第16話 ぶらんこ2
「ミランダに頼んだら殴りあいになると思う…。まぁいいや。ミランダ負けねぇし。じゃ、俺もう寝る。」
「うん、おやすみなさい。」
私にいくつか質問しただけで、シュート君はアッサリ家へ入ってしまった。
私はここに来たいけど、出ていきたい子もいる。上手くいかないものね。
私も、はなれに帰らないと。持ってきた物は殆んどないけれど、部屋を少し片付けないとね。
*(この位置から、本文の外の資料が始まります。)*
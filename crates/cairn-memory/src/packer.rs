//! Token-budgeted context selection.
//!
//! Greedy knapsack over value density (`quality / token_cost`). Records are
//! taken whole or not at all; text is never truncated.

use std::cmp::Ordering;
use std::fmt::Write as _;

use crate::types::Record;

/// Estimate the token cost of a text: `ceil(chars / 4)`, at least 1.
pub fn estimate_tokens(text: &str) -> usize {
    text.chars().count().div_ceil(4).max(1)
}

/// Total estimated token cost of a set of records.
pub fn total_tokens(records: &[Record]) -> usize {
    records.iter().map(Record::token_cost).sum()
}

fn density(record: &Record) -> f32 {
    record.quality / record.token_cost() as f32
}

/// Packing order: density descending, then newer first, then id.
fn by_density(a: &Record, b: &Record) -> Ordering {
    density(b)
        .total_cmp(&density(a))
        .then_with(|| b.created_at.cmp(&a.created_at))
        .then_with(|| a.id.cmp(&b.id))
}

/// Select records whose total token cost fits within `max_tokens`.
///
/// Records below `min_quality` are dropped first. The rest are considered in
/// order of value density; each one that still fits is taken, so a large
/// record that doesn't fit never blocks smaller ones behind it. The result is
/// in selection order.
pub fn assemble(
    candidates: Vec<Record>,
    max_tokens: usize,
    min_quality: Option<f32>,
) -> Vec<Record> {
    if max_tokens == 0 {
        return Vec::new();
    }

    let mut pool: Vec<Record> = candidates
        .into_iter()
        .filter(|r| min_quality.is_none_or(|min| r.quality >= min))
        .collect();
    pool.sort_by(by_density);

    let mut used = 0usize;
    let mut selected = Vec::new();
    for record in pool {
        let cost = record.token_cost();
        if used + cost <= max_tokens {
            used += cost;
            selected.push(record);
        }
    }
    selected
}

/// Render a packed bundle as markdown for replay to a model.
pub fn render_bundle(records: &[Record]) -> String {
    let mut out = String::from("# Session memory\n");
    for record in records {
        let _ = write!(
            out,
            "\n## {} (session {}, turn {})\n",
            record.kind, record.session_id, record.turn
        );
        if !record.topics.is_empty() {
            let topics: Vec<&str> = record.topics.iter().map(String::as_str).collect();
            let _ = writeln!(out, "Topics: {}", topics.join(", "));
        }
        if let Some(confidence) = record.confidence {
            let _ = writeln!(out, "Confidence: {confidence:.2}");
        }
        out.push('\n');
        out.push_str(record.text.trim_end());
        out.push('\n');
    }
    out
}
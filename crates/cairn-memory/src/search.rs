//! Semantic search over stored records.
//!
//! A query is embedded with the same embedder that indexed the records, the
//! vector index is searched over the filtered candidate set, and hits are
//! joined back to their records.

use std::collections::{BTreeSet, HashMap};

use cairn_embed::Embedder;
use chrono::{DateTime, Utc};
use serde::Serialize;
use tracing::debug;

use crate::error::{MemoryError, Result};
use crate::store::{RecordFilter, RecordStore};
use crate::types::{Record, RecordId, RecordKind};
use crate::validation::validate_required;
use crate::vector::VectorIndex;

/// Default number of results.
pub const DEFAULT_SEARCH_LIMIT: usize = 10;

// ─────────────────────────────────────────────────────────────────────────────
// Query
// ─────────────────────────────────────────────────────────────────────────────

/// Parameters for a semantic search.
#[derive(Debug, Clone)]
pub struct SearchQuery {
    /// Free-text query.
    pub text: String,
    /// Maximum number of results.
    pub limit: usize,
    /// Kind filters (empty = all kinds).
    pub kinds: Vec<RecordKind>,
    /// Restrict to one session.
    pub session_id: Option<String>,
    /// Drop results below this similarity.
    pub min_similarity: Option<f32>,
}

impl SearchQuery {
    /// Create a query with the default limit and no filters.
    pub fn new(text: impl Into<String>) -> Self {
        Self {
            text: text.into(),
            limit: DEFAULT_SEARCH_LIMIT,
            kinds: Vec::new(),
            session_id: None,
            min_similarity: None,
        }
    }

    /// Set the maximum number of results.
    pub fn with_limit(mut self, limit: usize) -> Self {
        self.limit = limit;
        self
    }

    /// Add a kind filter.
    pub fn with_kind(mut self, kind: RecordKind) -> Self {
        self.kinds.push(kind);
        self
    }

    /// Filter results to a specific session.
    pub fn with_session(mut self, session_id: impl Into<String>) -> Self {
        self.session_id = Some(session_id.into());
        self
    }

    /// Set the minimum similarity threshold.
    pub fn with_min_similarity(mut self, min: f32) -> Self {
        self.min_similarity = Some(min);
        self
    }

    fn record_filter(&self) -> RecordFilter {
        RecordFilter {
            kinds: self.kinds.clone(),
            session_id: self.session_id.clone(),
            topics: Vec::new(),
        }
    }
}

// ─────────────────────────────────────────────────────────────────────────────
// Results
// ─────────────────────────────────────────────────────────────────────────────

/// Record fields returned alongside a hit.
#[derive(Debug, Clone, PartialEq, Serialize)]
pub struct SearchMetadata {
    pub session_id: String,
    pub turn: u32,
    pub topics: BTreeSet<String>,
    pub quality: f32,
    #[serde(skip_serializing_if = "Option::is_none")]
    pub confidence: Option<f32>,
    pub created_at: DateTime<Utc>,
}

/// One search hit. Not persisted.
#[derive(Debug, Clone, PartialEq, Serialize)]
pub struct SearchResult {
    pub text: String,
    pub kind: RecordKind,
    pub similarity: f32,
    pub record_id: RecordId,
    pub metadata: SearchMetadata,
}

impl SearchResult {
    fn from_record(record: Record, similarity: f32) -> Self {
        Self {
            text: record.text,
            kind: record.kind,
            similarity,
            record_id: record.id,
            metadata: SearchMetadata {
                session_id: record.session_id,
                turn: record.turn,
                topics: record.topics,
                quality: record.quality,
                confidence: record.confidence,
                created_at: record.created_at,
            },
        }
    }
}

// ─────────────────────────────────────────────────────────────────────────────
// Engine
// ─────────────────────────────────────────────────────────────────────────────

/// Embed a query text.
///
/// Any backend failure surfaces as [`MemoryError::EmbeddingUnavailable`].
pub async fn embed_query(embedder: &dyn Embedder, text: &str) -> Result<Vec<f32>> {
    validate_required("query", text)?;
    embedder
        .embed(text)
        .await
        .map_err(|e| MemoryError::EmbeddingUnavailable(e.to_string()))
}

/// Rank stored records against an already-embedded query.
///
/// Results are sorted by similarity descending, then newest first, and
/// truncated to `query.limit`.
pub fn rank(
    store: &RecordStore,
    index: &VectorIndex,
    query_vector: &[f32],
    query: &SearchQuery,
) -> Result<Vec<SearchResult>> {
    if query.limit == 0 {
        return Ok(Vec::new());
    }

    let candidates: HashMap<RecordId, Record> = store
        .list(&query.record_filter())?
        .into_iter()
        .map(|r| (r.id, r))
        .collect();
    let in_scope: &dyn Fn(&RecordId) -> bool = &|id| candidates.contains_key(id);
    let hits = index.search(query_vector, candidates.len(), Some(in_scope));

    let mut results: Vec<SearchResult> = hits
        .into_iter()
        .filter(|hit| query.min_similarity.is_none_or(|min| hit.similarity >= min))
        .filter_map(|hit| {
            candidates
                .get(&hit.record_id)
                .map(|r| SearchResult::from_record(r.clone(), hit.similarity))
        })
        .collect();

    results.sort_by(|a, b| {
        b.similarity
            .total_cmp(&a.similarity)
            .then_with(|| b.metadata.created_at.cmp(&a.metadata.created_at))
    });
    results.truncate(query.limit);

    debug!(
        query_len = query.text.len(),
        candidates = candidates.len(),
        results = results.len(),
        "Ranked search results"
    );
    Ok(results)
}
私がここにいた数日の食費やら何やら…、今の所持金で返せるかしら…。
弟子入りしたにしても、子守りとピアノの練習とクッキー作りしかしてないのよ…私。
…財布を見てみると小銭が2、3枚しか入っていなかった。
「ミランダ!大変よっ!!」
「っびっくりしたぁ…、何?急に?」
「所持金が少な過ぎて、食費とか払ってかえれないの!」
「何?そんなくだらない事?何か事件でもあったのかと思った。そんなもん、別にいらないわよ。」
「…でも、仕事してないし。」
「来年弟子入りして返せばいいじゃない。」
「でも、絶対ここにこれるか…」
「あんなに『契約書』やら『未来は明るい』やら言ってたのに、帰るとなったとたん怖じ気づいたの?」
「全く、私は離縁すると決めてるのよ。」
「なら、食費は出世払いでいいわ。」
「ふふ、了解。」
ミランダと話してると元気になれる。あの小屋にいた時も、私と一緒になってトーマを放置するくらいだし。
根性あるんだわ。見習わないと!!
「あ、シュート君に都を見せる約束をしたの。それが出来そうな時期があるなら招待したいんだけど。」
「…あるけど、うちにそんなお金はないから。」
「招待なのだから、お金の心配はしないで大丈夫。私はトーマ・ラッセンの子育てをする女だもの、メチャクチャ高給で雇ってもらうわ。口止め料含めてね。」
そうよ、何もあの男のお金と考えなくても、住み込みで24時間子育て、それを365日。平均がわからないけど日給100コンタ(1万円)だとしても、36,500コンタよ。全然大丈夫だわ。
「
小枝ちゃん…
「仲良くはしてくれてないわ。王都に興味があったみたいで話してただけなのよ。招待する方が酷なのかな…?」
必ず家を継げと言われてるなら、見せない方がいいかとも思ったけど…。
「いいじゃない。この畑を継ぐより強い意志があるなら、『しょうがない』なんて言って諦めて逃げたりしないはずだし。」
「…逃げるとは違う気もするけど。」
「私は兵士になったけど、やめてフリーでやりたい仕事だけしてるのよ。こうやって畑に帰って手伝う事もしてるし。全てをそこに費やせなくなっても、やる気があれば出来る。私のような見本がいるのに、出来ないなんて言わせないから。」
「そっか。」
最後に決めるのはシュート君自身だしね。
「…シュートの事、ありがとね。兄貴には上手い事言っとくから。」
「うん。」
殴りあいにならなければいいけど…。